DIRECTIONS FOR THIS TASK: Find the word "value" in the records and copy every line where it occurs.
╭─ ENTRIES SHOWN
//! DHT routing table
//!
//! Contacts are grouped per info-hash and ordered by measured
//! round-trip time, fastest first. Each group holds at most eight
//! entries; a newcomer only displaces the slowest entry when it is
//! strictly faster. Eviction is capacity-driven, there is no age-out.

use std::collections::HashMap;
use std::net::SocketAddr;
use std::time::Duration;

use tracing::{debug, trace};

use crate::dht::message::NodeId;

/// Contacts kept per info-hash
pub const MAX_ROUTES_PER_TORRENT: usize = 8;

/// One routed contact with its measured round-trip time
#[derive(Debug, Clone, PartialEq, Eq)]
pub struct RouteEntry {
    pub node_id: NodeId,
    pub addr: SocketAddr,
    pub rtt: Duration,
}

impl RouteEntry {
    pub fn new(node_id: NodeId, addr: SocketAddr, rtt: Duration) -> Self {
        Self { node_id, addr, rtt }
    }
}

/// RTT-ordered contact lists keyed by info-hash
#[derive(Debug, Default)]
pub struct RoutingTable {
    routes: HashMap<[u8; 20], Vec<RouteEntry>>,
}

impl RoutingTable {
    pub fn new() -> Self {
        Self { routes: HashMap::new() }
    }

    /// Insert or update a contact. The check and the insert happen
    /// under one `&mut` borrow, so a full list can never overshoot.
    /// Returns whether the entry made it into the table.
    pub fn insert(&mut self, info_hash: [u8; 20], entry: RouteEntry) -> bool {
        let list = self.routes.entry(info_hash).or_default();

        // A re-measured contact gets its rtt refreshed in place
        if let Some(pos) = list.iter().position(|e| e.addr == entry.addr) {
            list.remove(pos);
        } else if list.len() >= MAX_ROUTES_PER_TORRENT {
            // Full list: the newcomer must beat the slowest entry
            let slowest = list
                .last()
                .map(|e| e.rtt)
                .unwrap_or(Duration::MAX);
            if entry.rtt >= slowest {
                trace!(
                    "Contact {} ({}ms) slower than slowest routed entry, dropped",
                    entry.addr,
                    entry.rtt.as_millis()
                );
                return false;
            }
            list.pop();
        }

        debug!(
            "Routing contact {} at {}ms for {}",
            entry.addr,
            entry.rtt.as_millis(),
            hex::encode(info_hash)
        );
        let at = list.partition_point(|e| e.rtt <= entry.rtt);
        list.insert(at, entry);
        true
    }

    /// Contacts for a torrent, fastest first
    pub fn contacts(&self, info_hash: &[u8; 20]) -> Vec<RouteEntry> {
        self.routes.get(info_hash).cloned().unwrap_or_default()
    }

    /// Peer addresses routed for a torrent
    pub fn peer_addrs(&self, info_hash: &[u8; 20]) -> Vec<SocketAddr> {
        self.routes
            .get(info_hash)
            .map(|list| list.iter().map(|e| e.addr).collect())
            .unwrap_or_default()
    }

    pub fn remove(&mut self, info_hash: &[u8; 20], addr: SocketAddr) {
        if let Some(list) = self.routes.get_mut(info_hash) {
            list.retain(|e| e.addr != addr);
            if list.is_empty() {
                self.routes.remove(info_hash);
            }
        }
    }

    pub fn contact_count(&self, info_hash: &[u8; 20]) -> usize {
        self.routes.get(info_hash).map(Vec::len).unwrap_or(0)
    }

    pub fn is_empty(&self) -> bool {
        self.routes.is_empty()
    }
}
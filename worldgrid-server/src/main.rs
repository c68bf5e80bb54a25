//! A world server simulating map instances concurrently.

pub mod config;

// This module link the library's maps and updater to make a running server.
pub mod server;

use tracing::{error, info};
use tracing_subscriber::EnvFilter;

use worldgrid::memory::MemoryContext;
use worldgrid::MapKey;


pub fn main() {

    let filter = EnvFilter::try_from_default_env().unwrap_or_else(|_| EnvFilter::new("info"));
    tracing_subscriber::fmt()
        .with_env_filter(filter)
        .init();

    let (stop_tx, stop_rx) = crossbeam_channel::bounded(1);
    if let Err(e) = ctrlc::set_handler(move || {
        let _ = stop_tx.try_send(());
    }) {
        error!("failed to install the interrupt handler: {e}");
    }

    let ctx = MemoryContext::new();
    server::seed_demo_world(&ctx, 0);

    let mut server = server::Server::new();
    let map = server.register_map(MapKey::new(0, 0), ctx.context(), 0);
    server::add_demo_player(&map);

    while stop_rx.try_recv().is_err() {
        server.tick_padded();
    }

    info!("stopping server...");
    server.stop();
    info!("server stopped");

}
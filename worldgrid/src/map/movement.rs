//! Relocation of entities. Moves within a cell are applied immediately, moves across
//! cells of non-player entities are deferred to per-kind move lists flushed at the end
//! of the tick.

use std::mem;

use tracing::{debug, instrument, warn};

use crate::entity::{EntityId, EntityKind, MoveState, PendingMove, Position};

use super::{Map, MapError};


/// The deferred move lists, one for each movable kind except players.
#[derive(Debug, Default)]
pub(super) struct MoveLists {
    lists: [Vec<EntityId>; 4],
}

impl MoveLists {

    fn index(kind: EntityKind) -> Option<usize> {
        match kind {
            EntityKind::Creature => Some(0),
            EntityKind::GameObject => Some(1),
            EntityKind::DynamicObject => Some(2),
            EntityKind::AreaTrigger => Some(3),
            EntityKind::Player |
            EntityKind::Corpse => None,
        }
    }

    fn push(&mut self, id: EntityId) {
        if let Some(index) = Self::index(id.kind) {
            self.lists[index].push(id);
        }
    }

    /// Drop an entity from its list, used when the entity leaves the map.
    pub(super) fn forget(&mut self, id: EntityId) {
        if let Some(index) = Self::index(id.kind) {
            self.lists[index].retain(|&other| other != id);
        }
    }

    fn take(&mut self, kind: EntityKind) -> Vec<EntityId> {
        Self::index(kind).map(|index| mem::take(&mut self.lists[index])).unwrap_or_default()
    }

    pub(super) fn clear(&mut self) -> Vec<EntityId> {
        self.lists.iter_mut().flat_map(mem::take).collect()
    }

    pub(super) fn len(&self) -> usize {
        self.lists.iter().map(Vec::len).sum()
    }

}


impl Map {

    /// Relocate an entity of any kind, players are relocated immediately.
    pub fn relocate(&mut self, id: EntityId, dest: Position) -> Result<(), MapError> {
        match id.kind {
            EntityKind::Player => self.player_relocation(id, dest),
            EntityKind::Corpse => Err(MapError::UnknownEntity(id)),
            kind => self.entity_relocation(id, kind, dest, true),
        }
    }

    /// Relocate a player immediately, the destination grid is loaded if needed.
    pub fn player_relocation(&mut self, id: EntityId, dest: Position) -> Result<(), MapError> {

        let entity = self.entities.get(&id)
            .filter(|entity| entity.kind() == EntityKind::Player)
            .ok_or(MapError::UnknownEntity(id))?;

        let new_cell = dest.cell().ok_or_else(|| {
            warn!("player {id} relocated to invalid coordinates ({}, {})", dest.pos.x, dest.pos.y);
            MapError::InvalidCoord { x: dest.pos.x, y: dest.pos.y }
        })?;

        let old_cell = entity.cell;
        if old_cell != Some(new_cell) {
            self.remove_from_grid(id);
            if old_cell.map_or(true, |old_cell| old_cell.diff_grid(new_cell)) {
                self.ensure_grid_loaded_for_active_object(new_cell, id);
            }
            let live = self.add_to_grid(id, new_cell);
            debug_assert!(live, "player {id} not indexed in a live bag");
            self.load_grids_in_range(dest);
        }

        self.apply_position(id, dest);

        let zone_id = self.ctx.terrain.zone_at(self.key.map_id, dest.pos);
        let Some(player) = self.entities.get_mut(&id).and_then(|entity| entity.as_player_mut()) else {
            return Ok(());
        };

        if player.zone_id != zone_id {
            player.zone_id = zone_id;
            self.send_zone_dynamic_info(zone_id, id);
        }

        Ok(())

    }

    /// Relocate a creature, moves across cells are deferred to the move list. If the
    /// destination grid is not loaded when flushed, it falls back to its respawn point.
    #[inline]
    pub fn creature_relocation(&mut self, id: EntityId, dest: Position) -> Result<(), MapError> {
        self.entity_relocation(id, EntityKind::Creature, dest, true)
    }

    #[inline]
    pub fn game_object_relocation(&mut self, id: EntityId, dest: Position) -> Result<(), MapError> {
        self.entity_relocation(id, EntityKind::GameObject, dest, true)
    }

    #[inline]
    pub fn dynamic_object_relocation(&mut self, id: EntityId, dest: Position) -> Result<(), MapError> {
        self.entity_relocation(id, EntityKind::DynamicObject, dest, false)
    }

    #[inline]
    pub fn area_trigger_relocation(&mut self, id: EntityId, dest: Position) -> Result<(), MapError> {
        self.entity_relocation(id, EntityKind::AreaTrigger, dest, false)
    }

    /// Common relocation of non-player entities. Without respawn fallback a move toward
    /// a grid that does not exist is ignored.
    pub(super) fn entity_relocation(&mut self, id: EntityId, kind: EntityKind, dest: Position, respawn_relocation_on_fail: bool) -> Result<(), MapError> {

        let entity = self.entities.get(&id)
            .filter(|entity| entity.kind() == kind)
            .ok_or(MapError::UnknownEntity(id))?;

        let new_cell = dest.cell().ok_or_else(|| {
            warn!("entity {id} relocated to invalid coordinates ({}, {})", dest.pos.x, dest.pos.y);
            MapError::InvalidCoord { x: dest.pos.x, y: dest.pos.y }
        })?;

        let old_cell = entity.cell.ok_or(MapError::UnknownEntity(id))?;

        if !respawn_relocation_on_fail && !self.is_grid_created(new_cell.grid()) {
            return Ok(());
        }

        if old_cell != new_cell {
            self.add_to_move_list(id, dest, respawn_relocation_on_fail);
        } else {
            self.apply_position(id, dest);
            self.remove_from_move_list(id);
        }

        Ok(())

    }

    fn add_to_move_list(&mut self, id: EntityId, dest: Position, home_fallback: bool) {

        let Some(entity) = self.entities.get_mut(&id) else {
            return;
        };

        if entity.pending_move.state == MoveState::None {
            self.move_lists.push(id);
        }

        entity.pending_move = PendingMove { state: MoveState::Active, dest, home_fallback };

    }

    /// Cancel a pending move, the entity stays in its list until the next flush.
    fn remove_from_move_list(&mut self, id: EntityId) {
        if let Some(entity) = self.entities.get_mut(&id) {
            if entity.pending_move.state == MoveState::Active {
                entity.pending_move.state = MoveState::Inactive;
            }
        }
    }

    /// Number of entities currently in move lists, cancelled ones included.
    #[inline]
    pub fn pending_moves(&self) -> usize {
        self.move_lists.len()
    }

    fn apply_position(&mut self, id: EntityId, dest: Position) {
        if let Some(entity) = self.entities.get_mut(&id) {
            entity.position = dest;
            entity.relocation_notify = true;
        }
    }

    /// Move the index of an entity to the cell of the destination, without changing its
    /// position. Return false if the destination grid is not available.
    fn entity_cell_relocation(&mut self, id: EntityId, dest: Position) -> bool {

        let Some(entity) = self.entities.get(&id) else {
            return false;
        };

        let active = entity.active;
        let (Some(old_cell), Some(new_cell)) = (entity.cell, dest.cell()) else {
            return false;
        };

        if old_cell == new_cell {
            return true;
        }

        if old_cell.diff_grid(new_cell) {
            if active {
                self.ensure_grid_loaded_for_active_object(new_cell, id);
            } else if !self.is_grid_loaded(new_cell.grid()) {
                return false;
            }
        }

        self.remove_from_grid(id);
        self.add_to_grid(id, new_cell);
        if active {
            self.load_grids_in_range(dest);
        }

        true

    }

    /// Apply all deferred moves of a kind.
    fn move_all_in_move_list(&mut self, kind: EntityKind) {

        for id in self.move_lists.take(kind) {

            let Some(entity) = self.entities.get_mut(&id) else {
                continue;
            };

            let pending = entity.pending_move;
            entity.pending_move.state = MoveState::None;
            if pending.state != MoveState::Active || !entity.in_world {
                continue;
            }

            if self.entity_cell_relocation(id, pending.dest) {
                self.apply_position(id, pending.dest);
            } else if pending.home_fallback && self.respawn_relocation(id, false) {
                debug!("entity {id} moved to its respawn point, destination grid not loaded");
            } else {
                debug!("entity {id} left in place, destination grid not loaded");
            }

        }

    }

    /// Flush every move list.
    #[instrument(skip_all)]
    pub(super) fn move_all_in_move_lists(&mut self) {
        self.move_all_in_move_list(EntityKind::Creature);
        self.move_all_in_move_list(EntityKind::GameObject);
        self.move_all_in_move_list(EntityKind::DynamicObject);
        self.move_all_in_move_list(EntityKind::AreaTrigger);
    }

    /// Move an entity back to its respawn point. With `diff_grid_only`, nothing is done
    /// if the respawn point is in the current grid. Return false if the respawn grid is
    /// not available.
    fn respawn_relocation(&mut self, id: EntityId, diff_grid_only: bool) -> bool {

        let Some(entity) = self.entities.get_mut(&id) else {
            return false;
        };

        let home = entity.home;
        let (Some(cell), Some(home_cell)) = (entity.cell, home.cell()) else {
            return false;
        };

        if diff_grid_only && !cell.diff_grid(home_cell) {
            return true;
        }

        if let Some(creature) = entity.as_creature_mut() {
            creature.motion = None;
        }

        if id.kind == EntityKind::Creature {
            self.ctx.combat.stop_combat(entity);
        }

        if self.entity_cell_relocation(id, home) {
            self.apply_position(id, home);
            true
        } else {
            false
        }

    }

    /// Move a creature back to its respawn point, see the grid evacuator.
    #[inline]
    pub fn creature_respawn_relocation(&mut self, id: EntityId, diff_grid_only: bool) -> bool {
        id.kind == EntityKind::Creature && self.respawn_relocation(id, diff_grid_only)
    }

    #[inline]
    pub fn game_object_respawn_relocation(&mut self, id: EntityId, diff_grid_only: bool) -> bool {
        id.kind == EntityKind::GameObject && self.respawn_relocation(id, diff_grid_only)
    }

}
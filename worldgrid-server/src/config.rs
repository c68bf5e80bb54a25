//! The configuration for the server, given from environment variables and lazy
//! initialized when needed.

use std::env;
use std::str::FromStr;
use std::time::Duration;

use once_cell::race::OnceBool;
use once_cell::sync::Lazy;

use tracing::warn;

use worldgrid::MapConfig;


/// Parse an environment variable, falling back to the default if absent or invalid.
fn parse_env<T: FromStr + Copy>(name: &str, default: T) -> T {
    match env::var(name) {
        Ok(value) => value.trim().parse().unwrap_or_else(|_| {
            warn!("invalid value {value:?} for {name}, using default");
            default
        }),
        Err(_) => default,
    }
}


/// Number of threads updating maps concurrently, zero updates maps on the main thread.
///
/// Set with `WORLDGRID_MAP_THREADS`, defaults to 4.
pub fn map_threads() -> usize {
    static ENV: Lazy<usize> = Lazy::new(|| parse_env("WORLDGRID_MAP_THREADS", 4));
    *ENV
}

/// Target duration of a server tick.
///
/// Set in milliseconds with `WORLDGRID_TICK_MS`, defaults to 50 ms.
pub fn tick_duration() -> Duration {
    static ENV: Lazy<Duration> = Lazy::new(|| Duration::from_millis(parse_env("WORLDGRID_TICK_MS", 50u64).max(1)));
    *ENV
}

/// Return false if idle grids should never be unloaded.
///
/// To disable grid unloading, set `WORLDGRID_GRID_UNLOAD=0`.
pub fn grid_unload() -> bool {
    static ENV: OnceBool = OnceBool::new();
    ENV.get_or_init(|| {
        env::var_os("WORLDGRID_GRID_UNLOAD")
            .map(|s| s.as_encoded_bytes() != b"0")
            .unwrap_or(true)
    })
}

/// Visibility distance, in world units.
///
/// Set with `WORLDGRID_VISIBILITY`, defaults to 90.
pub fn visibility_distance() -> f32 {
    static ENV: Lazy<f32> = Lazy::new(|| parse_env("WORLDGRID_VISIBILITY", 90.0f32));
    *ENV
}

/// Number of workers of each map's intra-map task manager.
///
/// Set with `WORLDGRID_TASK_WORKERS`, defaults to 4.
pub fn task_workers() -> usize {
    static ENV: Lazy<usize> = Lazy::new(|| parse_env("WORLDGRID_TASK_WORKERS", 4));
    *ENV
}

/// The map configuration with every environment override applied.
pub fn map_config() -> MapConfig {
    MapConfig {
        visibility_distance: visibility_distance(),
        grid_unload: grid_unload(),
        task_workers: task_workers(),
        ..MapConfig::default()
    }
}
╰─
ANSWER FOR THIS EXERCISE:
        Ok(value) => value.trim().parse().unwrap_or_else(|_| {
            warn!("invalid value {value:?} for {name}, using default");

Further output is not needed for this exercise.